The pro-Beijing leftist union Hong Kong Federation of Trade Unions (FTU) also supported ten of its members who all ran as individuals and five of them were elected, while five elected candidates were with pro-Taipei background, one of whom was a member of the Hong Kong and Kowloon Trades Union Council (TUC). The Hong Kong Professional Teachers' Union (PTU) also supported 30 of its members, 24 of whom were elected.

==General outcome==
Total of 476,530 voters cast their votes on the election day on 7 March, which was about 37.5% of the total eligible voters, slightly higher than the last election.

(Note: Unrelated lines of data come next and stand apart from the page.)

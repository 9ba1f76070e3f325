use ratatui::Frame;
use ratatui::layout::Rect;
use ratatui::style::{Modifier, Style};
use ratatui::text::{Line, Span};
use ratatui::widgets::Paragraph;

use crate::tui::app::{App, View};

/// Render the view tabs with a separator line below
pub fn render_tab_bar(frame: &mut Frame, app: &App, area: Rect) {
    let bg = app.theme.background;
    let sep = Span::styled("\u{2502}", Style::default().fg(app.theme.dim).bg(bg));

    let tabs = [
        (View::Tasks, "Tasks", app.store.len()),
        (View::Completed, "Completed", app.store.completed_view().len()),
    ];

    let mut spans = vec![
        Span::styled(" ", Style::default().bg(bg)),
        Span::styled("\u{2713}", Style::default().fg(app.theme.highlight).bg(bg)),
        Span::styled(" ", Style::default().bg(bg)),
    ];
    for (view, name, count) in tabs {
        let style = if app.view == view {
            Style::default()
                .fg(app.theme.text_bright)
                .bg(app.theme.selection_bg)
                .add_modifier(Modifier::BOLD)
        } else {
            Style::default().fg(app.theme.text).bg(bg)
        };
        spans.push(Span::styled(format!(" {} ({}) ", name, count), style));
        spans.push(sep.clone());
    }

    let tab_row = Rect { height: 1, ..area };
    frame.render_widget(Paragraph::new(Line::from(spans)).style(app.theme.base()), tab_row);

    if area.height > 1 {
        let sep_row = Rect {
            y: area.y + 1,
            height: 1,
            ..area
        };
        let rule = "\u{2500}".repeat(area.width as usize);
        frame.render_widget(
            Paragraph::new(Span::styled(rule, app.theme.dimmed())),
            sep_row,
        );
    }
}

Overall Summary of the 7 March 1985 District Board election results
| Political Affiliation |  | Votes | % | Standing | Elected |
|---|---|---|---|---|---|
|  | Hong Kong Civic Association | 60,311 | 8.76 | 44 | 17 |
|  | Reform Club of Hong Kong | 43,769 | 6.36 | 35 | 17 |
|  | Eastern District Coalition | 28,495 | 4.14 | 12 | 10 |
|  | Central and Western District Coalition | 19,703 | 2.86 | 12 | 10 |
|  | Hong Kong People's Council on Public Housing Policy | 29,390 | 4.27 | 10 | 8 |
|  | Hong Kong People's Association | 18,040 | 2.62 | 8 | 8 |
|  | Southern District Coalition | 9,570 | 1.39 | 10 | 6 |
|  | Meeting Point | 9,714 | 1.41 | 4 | 4 |
|  | Hong Kong Affairs Society | 4,148 | 0.60 | 3 | 3 |
|  | Independent and others | 508,313 | 73.81 | 385 | 170 |
| Total (turnout 37.5%) |  | 688,676 | 100.00 | 501 | 237 |

Note: The votes of candidates with multiple affiliations are overlapped in this table.